A failure that should be fixed
THE WAY WE SEE IT: Jail Deaths & Prayer In Schools
Deaths in custody should always be publicly reported, and in a timely manner.
We do not have the where-with-all to make that happen, but it certainly should be a state law, mandated to everyone. Facebook would be OK. The Laurens County Sheriff’s Office has a Facebook page; it could post a brief statement about a person dying in custody there.
They certainly have no shortage of the sheriff posting guilty-until-proven-innocent statements about suspects. So, there’s no reason why, with no mea culpa language, that they could not post a person dies in custody statement with the obligatory, “The matter is under investigation” statement.
And all law enforcement offices should be required to make similar statements to the public should they have a person-dies-in-custody situation. Law enforcement agencies assume a certain about of responsibility when they take someone into custody, so a required statement would offer some transparency, at the very least.
The latest death in custody situation in Laurens County happened Feb. 1. By Feb. 25, they still did not have autopsy result; we are presuming it was delayed pending toxicology. This, in our opinion, is not “in a timely manner,” and, in our view, the reporting should be mandated by law in a timely manner, like the same day. The state could even write a template for announcements - person who died, name, age and address, arrested when, died when, under investigation. Once the autopsy is completed (again, in a timely manner) cause of death and manner of death should be reported, and handed off to a state agency for review. If someone dies in state custody, it should be announced and investigated by a federal agency. Solicitor’s Offices should announce if charges are filed.
Autopsy reports are not public documents in South Carolina, so there’s really no way to review the work in determining cause and manner of death. Really, all that is for a jury to decide, should one be empaneled. All we really want is for people not to fall into a black hole of justice.
We have violated the Establishment
Clause -- or have we?
District 56 does not have enough money to do this, but wouldn’t it be great if we could make Freedom From Religion prove that our community school district and local YMCA have violated “separate of church and state”?
From a respected law journal this is the principle.
The First Amendment’s Establishment Clause prohibits the government from making any law “respecting an establishment of religion.” This clause not only forbids the government from establishing an official religion, but also prohibits government actions that unduly favor one religion over another. It also prohibits the government from unduly preferring religion over non-religion, or non-religion over religion.

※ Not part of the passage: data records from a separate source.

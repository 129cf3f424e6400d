//! # xmatch
//!
//! Epoch-corrected, one-to-one **cross-match of a reference star catalog against
//! a target catalog**, written in Rust.
//!
//! Given a reference catalog with proper motions (Gaia DR2) and a target
//! catalog observed at a later epoch (the TESS target lists), `xmatch` finds,
//! for every target, the single reference star that is unambiguously the same
//! physical object, and writes the resulting association table.
//!
//! ## Pipeline
//!
//! 1. **Epoch projection**: reference positions are moved forward by a fixed
//!    number of years of proper motion
//! 2. **Spatial index**: projected positions are binned on the sphere for fast
//!    k-nearest-neighbour queries
//! 3. **Match resolution**: a target is matched to its nearest reference star
//!    only if that star is within 1″ and the second-nearest is at least 3″ away
//! 4. **Duplicate elimination**: every claim on a reference star claimed by more
//!    than one target is dropped
//! 5. **Outlier filtering**: matches whose reference-minus-target magnitude lies
//!    outside a 4σ band around the population mean are dropped
//!
//! ## Example
//!
//! ```no_run
//! use xmatch::catalogs::{load_reference_catalog_from_file, load_target_catalogs_from_files};
//! use xmatch::crossmatch::{cross_match, write_associations_to_file, CrossMatchConfig};
//!
//! let reference = load_reference_catalog_from_file("data/gaia.csv", 0).unwrap();
//! let targets = load_target_catalogs_from_files(&["data/sector1.csv"], 5).unwrap();
//!
//! let config = CrossMatchConfig::default();
//! let output = cross_match(&reference.records, &targets.records, &config).unwrap();
//! println!("{} associations", output.associations.len());
//! write_associations_to_file("crossmatch.csv", &output.associations).unwrap();
//! ```
//!
//! The [`summary`] module builds the companion per-target table of TCE counts
//! and TOI comment flags.

pub mod aggregate;
pub mod catalogs;
pub mod comments;
pub mod crossmatch;
pub mod error;
pub mod star;
pub mod starcatalog;
pub mod summary;

pub use crossmatch::{cross_match, AssociationRecord, CrossMatchConfig, CrossMatchOutput};
pub use error::{CrossMatchError, Result};
pub use star::*;
pub use starcatalog::*;
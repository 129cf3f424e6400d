//! Match resolver: 2-NN query per target with an absolute proximity threshold
//! and a disambiguation threshold on the second-nearest neighbour.

use rayon::prelude::*;
use tracing::info;

use crate::error::{CrossMatchError, Result};
use crate::star::TargetStar;
use crate::StarCatalog;

use super::{CrossMatchConfig, MatchCandidate};

/// Neighbours queried per target: the candidate plus its closest rival.
pub const NEIGHBOURS_PER_TARGET: usize = 2;

/// Outcome of the accept/reject test for one target.
#[derive(Debug, Clone, Copy, PartialEq, Eq)]
pub enum MatchDecision {
    Accepted,
    /// Nearest reference star is beyond `max_match_distance_arcsec`.
    TooFar,
    /// Second-nearest reference star is closer than
    /// `min_disambiguation_distance_arcsec`.
    Ambiguous,
}

/// Apply both thresholds to the distances (arcsec) of the two nearest
/// reference stars.
pub fn decide(nearest_arcsec: f64, second_arcsec: f64, config: &CrossMatchConfig) -> MatchDecision {
    if nearest_arcsec > config.max_match_distance_arcsec {
        MatchDecision::TooFar
    } else if second_arcsec < config.min_disambiguation_distance_arcsec {
        MatchDecision::Ambiguous
    } else {
        MatchDecision::Accepted
    }
}

#[derive(Debug, Clone, Default)]
pub struct ResolveOutcome {
    /// Accepted candidates, in target order.
    pub candidates: Vec<MatchCandidate>,
    pub rejected_too_far: usize,
    pub rejected_ambiguous: usize,
}

impl ResolveOutcome {
    /// Mean angular distance of the accepted candidates, if any.
    pub fn mean_distance_arcsec(&self) -> Option<f64> {
        if self.candidates.is_empty() {
            return None;
        }
        let sum: f64 = self.candidates.iter().map(|c| c.angular_distance_arcsec).sum();
        Some(sum / self.candidates.len() as f64)
    }
}

/// Resolve every target against the index.
///
/// Queries run on the rayon pool against the shared, immutable index. Results
/// are gathered in target order so the output does not depend on scheduling.
pub fn resolve_matches(
    index: &StarCatalog,
    targets: &[TargetStar],
    config: &CrossMatchConfig,
) -> Result<ResolveOutcome> {
    if index.len() < NEIGHBOURS_PER_TARGET {
        return Err(CrossMatchError::InsufficientCandidates {
            requested: NEIGHBOURS_PER_TARGET,
            available: index.len(),
        });
    }

    let decisions: Vec<(MatchDecision, Option<MatchCandidate>)> = targets
        .par_iter()
        .enumerate()
        .map(|(target_index, target)| {
            let nn = index.query_knn(target.ra, target.dec, NEIGHBOURS_PER_TARGET)?;
            let nearest = nn[0].distance_arcsec();
            let decision = decide(nearest, nn[1].distance_arcsec(), config);
            let candidate = (decision == MatchDecision::Accepted).then(|| MatchCandidate {
                target_id: target.id,
                reference_id: index.stars()[nn[0].index].id,
                angular_distance_arcsec: nearest,
                target_index,
                reference_index: nn[0].index,
            });
            Ok((decision, candidate))
        })
        .collect::<Result<_>>()?;

    let mut outcome = ResolveOutcome::default();
    for (decision, candidate) in decisions {
        match decision {
            MatchDecision::Accepted => outcome.candidates.extend(candidate),
            MatchDecision::TooFar => outcome.rejected_too_far += 1,
            MatchDecision::Ambiguous => outcome.rejected_ambiguous += 1,
        }
    }

    info!(
        "Matched {} targets out of {} ({} too far, {} ambiguous)",
        outcome.candidates.len(),
        targets.len(),
        outcome.rejected_too_far,
        outcome.rejected_ambiguous
    );
    if let Some(mean) = outcome.mean_distance_arcsec() {
        info!("Mean angular distance: {:.3} arcsec", mean);
    }
    Ok(outcome)
}

#[cfg(test)]
mod tests {
    use super::*;
    use crate::star::{Star, ARCSEC_PER_DEGREE};

    const AS: f64 = 1.0 / ARCSEC_PER_DEGREE;

    fn star(id: u64, ra_deg: f64, dec_deg: f64) -> Star {
        Star {
            id,
            ra_deg,
            dec_deg,
            mag: 10.0,
        }
    }

    fn target(id: u64, ra: f64, dec: f64) -> TargetStar {
        TargetStar {
            id,
            ra,
            dec,
            magnitude: 9.5,
        }
    }

    #[test]
    fn disambiguation_boundary() {
        let config = CrossMatchConfig::default();
        assert_eq!(decide(0.9, 2.9, &config), MatchDecision::Ambiguous);
        assert_eq!(decide(0.9, 3.1, &config), MatchDecision::Accepted);
        assert_eq!(decide(1.1, 30.0, &config), MatchDecision::TooFar);
        // both thresholds are inclusive
        assert_eq!(decide(1.0, 3.0, &config), MatchDecision::Accepted);
    }

    #[test]
    fn resolves_against_index_geometry() {
        // Target 100 sits 0.9" from star 1 and 2.9" from star 2 -> ambiguous.
        // Target 200 sits 0.9" from star 3 and 3.1" from star 4 -> accepted.
        // Target 300 is 5" from everything near it -> too far.
        let index = StarCatalog::new(
            64,
            vec![
                star(1, 10.0, 0.9 * AS),
                star(2, 10.0, -2.9 * AS),
                star(3, 20.0, 0.9 * AS),
                star(4, 20.0, -3.1 * AS),
                star(5, 30.0, 5.0 * AS),
                star(6, 30.0, -15.0 * AS),
            ],
        )
        .unwrap();
        let targets = vec![
            target(100, 10.0, 0.0),
            target(200, 20.0, 0.0),
            target(300, 30.0, 0.0),
        ];

        let outcome = resolve_matches(&index, &targets, &CrossMatchConfig::default()).unwrap();
        assert_eq!(outcome.rejected_ambiguous, 1);
        assert_eq!(outcome.rejected_too_far, 1);
        assert_eq!(outcome.candidates.len(), 1);

        let c = &outcome.candidates[0];
        assert_eq!((c.target_id, c.reference_id), (200, 3));
        assert_eq!((c.target_index, c.reference_index), (1, 2));
        assert!((c.angular_distance_arcsec - 0.9).abs() < 1e-6);
        assert!((outcome.mean_distance_arcsec().unwrap() - 0.9).abs() < 1e-6);
    }

    #[test]
    fn single_reference_star_fails_fast() {
        let index = StarCatalog::new(8, vec![star(1, 0.0, 0.0)]).unwrap();
        let err = resolve_matches(&index, &[target(1, 0.0, 0.0)], &CrossMatchConfig::default())
            .unwrap_err();
        assert!(matches!(
            err,
            CrossMatchError::InsufficientCandidates {
                requested: 2,
                available: 1
            }
        ));
    }

    #[test]
    fn candidates_follow_target_order() {
        let stars: Vec<Star> = (0..50).map(|i| star(i, i as f64 * 0.5, 10.0)).collect();
        let index = StarCatalog::new(32, stars).unwrap();
        let targets: Vec<TargetStar> = (0..50)
            .rev()
            .map(|i| target(1000 + i, i as f64 * 0.5, 10.0 + 0.2 * AS))
            .collect();
        let outcome = resolve_matches(&index, &targets, &CrossMatchConfig::default()).unwrap();
        assert_eq!(outcome.candidates.len(), 50);
        let ref_ids: Vec<u64> = outcome.candidates.iter().map(|c| c.reference_id).collect();
        let expected: Vec<u64> = (0..50).rev().collect();
        assert_eq!(ref_ids, expected);
    }
}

Although some government action implicating religion is permissible, and indeed unavoidable, it is not clear just how much the Establishment Clause tolerates. In the past, the Supreme Court has permitted religious invocations to open legislative session, public funds to be used for private religious school bussing and textbooks, and university funds to be used to print and publish student religious groups’ publications. Conversely, the Court has ruled against some overtly religious displays at courthouses, state funding supplementing teacher salaries at religious schools, and some overly religious holiday decorations on public land.
One point of contention regarding the Establishment Clause is how to frame government actions that implicate religion. Framing questions often arise in the context of permanent religious monuments on public land. Although it is reasonably clear that cities cannot install new religious monuments, there is fierce debate over whether existing monuments should be removed. When the Supreme Court recently considered this issue in Van Orden v. Perry, 545 U.S. 677 (2005), and McCreary County v. ACLU, 545 U.S. 844 (2005), it did not articulate a clear general standard for deciding these types of cases. The Court revisited this issue in Salazar v. Buono (08-472), a case which considered the constitutionality of a large white Christian cross erected by members of the Veterans of Foreign Wars on federal land in the Mojave Desert. While five justices concluded that a federal judge erred in barring a congressionally ordered land transfer which would place the memorial on private land, there was no majority reasoning as to why. Three Justices held that the goal of avoiding governmental endorsement of religion does not require the destruction of religious symbols in the private realm, while Justice Scalia and Justice Thomas concluded that the plaintiff lacked standing to bring this complaint. - Cornell Law School
So, reading this, how did having a once-per-year, 5-days breakfast and program in a public school violate anything? No permanent religious symbols were established - no one was compelled to attend. No one was event enticed (extra credit for grades, etc.) to attend. Yet, hundreds of middle and high school students did attend, along with adults.
They heard inspirational words, shed a few tears and had more than a few laughs.
Their thoughts were provoked - sounds like what “school” ought to be.